··· Data supplied

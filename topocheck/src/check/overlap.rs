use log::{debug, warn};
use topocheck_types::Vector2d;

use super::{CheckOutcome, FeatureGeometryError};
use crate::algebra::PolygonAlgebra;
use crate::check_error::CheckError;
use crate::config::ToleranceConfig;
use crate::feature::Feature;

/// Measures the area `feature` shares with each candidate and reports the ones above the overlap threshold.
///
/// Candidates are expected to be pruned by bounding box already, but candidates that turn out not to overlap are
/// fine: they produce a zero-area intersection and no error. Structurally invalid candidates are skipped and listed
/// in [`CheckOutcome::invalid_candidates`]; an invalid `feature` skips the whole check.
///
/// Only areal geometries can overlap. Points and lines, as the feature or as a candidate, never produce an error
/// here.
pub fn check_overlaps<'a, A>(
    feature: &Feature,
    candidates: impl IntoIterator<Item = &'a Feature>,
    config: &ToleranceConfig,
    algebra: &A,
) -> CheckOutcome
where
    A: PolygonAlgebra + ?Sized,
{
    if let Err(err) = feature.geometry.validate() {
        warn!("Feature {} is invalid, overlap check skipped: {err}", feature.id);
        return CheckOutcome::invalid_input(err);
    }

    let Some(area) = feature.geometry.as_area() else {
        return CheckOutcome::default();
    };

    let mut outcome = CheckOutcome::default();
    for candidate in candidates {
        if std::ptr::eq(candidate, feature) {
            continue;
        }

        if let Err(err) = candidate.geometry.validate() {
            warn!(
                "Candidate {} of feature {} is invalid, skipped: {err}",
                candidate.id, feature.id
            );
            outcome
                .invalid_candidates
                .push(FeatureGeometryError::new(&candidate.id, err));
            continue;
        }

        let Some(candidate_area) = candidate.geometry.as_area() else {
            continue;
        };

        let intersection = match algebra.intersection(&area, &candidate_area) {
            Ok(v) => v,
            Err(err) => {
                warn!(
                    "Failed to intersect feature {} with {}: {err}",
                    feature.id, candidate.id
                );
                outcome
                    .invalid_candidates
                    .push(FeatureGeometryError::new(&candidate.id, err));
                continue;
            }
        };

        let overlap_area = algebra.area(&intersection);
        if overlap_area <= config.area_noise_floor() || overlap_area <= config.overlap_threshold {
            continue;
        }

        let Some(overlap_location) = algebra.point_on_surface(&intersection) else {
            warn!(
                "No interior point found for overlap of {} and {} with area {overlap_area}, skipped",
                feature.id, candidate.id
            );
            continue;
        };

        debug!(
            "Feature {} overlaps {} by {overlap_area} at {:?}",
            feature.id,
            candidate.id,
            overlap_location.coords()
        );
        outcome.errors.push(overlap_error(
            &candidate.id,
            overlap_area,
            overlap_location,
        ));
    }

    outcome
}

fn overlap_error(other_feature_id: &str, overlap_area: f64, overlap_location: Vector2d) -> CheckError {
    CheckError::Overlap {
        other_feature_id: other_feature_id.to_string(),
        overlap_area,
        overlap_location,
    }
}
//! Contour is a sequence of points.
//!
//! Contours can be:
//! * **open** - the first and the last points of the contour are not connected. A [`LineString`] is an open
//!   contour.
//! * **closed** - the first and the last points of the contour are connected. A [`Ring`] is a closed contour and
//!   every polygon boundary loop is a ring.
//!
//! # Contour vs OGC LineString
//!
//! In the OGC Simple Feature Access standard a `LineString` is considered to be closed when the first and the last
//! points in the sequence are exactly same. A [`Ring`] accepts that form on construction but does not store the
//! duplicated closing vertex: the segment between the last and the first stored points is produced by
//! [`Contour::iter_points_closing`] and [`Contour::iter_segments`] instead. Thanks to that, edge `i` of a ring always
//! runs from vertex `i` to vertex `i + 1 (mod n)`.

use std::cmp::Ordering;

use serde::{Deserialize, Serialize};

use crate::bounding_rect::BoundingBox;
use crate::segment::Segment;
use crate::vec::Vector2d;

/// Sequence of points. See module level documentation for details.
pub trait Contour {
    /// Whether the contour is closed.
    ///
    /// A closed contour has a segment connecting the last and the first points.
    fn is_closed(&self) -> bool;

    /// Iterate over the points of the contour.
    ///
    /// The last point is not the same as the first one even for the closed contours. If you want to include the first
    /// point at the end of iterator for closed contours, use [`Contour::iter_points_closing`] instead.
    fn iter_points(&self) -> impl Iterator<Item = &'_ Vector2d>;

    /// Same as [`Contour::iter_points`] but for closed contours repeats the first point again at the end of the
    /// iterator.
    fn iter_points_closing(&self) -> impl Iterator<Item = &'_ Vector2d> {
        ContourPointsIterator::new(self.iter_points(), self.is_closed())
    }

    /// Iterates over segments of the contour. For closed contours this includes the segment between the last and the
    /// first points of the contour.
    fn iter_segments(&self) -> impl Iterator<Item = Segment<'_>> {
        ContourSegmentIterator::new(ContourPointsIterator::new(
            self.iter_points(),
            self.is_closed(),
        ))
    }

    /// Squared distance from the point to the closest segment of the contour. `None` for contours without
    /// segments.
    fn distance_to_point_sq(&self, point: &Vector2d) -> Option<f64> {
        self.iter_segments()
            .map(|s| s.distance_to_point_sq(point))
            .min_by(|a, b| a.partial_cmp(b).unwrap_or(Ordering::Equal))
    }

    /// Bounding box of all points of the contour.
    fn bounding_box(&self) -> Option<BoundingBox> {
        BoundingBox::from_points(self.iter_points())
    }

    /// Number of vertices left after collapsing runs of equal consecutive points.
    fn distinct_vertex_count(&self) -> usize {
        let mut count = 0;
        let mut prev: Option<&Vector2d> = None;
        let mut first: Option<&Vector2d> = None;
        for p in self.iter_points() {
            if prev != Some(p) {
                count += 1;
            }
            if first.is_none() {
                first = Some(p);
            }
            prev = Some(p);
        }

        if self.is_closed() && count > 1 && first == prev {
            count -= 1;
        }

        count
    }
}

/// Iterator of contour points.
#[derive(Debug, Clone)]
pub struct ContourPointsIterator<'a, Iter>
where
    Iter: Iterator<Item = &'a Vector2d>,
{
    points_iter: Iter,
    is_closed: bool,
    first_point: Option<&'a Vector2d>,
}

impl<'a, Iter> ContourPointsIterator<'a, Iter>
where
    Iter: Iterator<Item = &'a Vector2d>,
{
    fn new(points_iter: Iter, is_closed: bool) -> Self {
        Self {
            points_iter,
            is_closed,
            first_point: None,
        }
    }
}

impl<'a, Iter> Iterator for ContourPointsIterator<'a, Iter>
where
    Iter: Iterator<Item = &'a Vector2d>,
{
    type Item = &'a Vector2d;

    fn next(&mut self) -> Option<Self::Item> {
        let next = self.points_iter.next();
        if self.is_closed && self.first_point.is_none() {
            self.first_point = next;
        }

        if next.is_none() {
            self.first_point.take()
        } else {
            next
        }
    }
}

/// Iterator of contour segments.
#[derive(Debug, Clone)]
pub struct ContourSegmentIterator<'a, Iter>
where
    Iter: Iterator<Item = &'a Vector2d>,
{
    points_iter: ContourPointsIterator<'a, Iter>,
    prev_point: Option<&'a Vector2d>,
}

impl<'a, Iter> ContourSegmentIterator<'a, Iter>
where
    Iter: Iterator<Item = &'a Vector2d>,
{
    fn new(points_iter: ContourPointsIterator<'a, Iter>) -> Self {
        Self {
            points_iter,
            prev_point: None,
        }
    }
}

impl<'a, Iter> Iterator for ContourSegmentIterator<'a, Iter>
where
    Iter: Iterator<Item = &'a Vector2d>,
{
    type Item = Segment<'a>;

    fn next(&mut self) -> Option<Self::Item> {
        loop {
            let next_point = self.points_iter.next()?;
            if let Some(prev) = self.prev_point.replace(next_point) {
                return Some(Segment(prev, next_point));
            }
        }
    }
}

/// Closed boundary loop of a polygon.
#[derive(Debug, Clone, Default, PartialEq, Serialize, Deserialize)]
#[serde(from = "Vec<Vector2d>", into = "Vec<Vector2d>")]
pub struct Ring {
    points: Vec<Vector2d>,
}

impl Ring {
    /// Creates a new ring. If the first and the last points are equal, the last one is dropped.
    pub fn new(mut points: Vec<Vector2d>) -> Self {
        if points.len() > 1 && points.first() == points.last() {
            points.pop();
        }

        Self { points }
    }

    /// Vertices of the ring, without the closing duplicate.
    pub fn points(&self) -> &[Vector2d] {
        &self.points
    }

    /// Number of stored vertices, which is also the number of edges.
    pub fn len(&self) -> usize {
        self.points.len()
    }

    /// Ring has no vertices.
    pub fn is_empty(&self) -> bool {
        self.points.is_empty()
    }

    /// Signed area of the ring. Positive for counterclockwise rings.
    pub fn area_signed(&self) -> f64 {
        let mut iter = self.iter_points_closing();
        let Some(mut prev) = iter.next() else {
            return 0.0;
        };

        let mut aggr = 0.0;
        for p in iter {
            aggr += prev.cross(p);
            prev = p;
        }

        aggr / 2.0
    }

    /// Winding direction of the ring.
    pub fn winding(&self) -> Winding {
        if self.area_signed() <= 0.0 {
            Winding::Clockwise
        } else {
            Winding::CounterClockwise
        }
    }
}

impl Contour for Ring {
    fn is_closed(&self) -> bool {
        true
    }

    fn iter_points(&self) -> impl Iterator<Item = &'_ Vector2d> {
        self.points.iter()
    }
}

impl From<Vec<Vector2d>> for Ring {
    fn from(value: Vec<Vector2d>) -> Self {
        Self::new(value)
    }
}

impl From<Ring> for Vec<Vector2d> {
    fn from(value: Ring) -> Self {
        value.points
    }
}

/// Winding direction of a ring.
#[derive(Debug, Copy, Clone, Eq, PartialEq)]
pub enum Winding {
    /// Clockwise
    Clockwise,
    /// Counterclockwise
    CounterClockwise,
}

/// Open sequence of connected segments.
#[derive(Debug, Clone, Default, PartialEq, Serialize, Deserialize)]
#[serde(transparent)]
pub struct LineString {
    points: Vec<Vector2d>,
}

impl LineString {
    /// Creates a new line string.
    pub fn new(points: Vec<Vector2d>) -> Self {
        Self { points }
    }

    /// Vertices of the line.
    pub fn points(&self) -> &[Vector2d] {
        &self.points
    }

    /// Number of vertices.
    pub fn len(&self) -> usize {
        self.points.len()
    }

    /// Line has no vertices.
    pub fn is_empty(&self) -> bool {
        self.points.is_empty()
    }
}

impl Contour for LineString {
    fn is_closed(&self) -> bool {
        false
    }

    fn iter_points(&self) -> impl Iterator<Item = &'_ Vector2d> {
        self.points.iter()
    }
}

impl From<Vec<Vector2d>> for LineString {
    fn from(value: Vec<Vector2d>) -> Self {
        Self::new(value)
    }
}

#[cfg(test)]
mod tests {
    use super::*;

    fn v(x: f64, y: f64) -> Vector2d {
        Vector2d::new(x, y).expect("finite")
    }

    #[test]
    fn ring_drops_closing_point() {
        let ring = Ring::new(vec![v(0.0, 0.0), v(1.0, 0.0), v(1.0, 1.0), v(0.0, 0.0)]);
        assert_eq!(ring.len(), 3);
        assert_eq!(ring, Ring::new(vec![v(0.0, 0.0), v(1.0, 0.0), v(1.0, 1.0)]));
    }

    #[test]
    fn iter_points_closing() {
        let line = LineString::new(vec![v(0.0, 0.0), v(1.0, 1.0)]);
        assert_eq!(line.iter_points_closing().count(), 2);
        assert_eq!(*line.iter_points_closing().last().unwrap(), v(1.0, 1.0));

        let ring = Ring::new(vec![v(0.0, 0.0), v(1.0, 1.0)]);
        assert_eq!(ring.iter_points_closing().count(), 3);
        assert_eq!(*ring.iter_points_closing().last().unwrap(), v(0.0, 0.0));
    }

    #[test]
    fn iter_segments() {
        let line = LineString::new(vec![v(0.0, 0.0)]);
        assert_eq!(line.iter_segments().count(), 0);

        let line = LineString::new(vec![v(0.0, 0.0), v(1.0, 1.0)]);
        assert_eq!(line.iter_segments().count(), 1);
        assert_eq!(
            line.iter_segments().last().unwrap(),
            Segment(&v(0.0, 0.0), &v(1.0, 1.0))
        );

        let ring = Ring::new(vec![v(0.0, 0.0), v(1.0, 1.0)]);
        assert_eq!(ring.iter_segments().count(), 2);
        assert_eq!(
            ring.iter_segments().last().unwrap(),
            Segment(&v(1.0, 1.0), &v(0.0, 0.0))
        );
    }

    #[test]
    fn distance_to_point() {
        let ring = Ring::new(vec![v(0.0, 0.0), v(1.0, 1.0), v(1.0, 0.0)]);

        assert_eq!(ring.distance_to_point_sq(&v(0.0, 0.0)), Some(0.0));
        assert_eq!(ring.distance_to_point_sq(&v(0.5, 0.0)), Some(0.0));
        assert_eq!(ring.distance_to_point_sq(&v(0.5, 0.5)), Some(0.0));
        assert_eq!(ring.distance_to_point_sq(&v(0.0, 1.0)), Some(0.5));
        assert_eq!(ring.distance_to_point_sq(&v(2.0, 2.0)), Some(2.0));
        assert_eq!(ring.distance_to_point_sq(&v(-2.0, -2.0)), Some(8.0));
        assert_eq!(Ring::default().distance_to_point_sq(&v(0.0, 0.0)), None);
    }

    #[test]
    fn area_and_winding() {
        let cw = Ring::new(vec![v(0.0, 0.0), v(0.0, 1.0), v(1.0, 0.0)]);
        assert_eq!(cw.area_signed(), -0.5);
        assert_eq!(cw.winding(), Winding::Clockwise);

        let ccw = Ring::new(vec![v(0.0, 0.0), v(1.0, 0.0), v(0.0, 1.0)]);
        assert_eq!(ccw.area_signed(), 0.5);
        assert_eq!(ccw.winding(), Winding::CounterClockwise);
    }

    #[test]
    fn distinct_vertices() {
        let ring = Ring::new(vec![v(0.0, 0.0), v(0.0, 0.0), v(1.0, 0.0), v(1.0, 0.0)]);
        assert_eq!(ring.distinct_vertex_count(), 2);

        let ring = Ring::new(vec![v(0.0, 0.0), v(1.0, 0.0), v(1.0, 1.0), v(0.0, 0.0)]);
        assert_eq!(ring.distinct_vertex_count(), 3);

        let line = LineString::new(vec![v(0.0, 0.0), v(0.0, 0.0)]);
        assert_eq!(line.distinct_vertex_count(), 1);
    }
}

······

### Exercise description
Where the word "between" occurs in a line of the records, copy that line.

### Task response
//! duplicated closing vertex: the segment between the last and the first stored points is produced by
    /// Iterates over segments of the contour. For closed contours this includes the segment between the last and the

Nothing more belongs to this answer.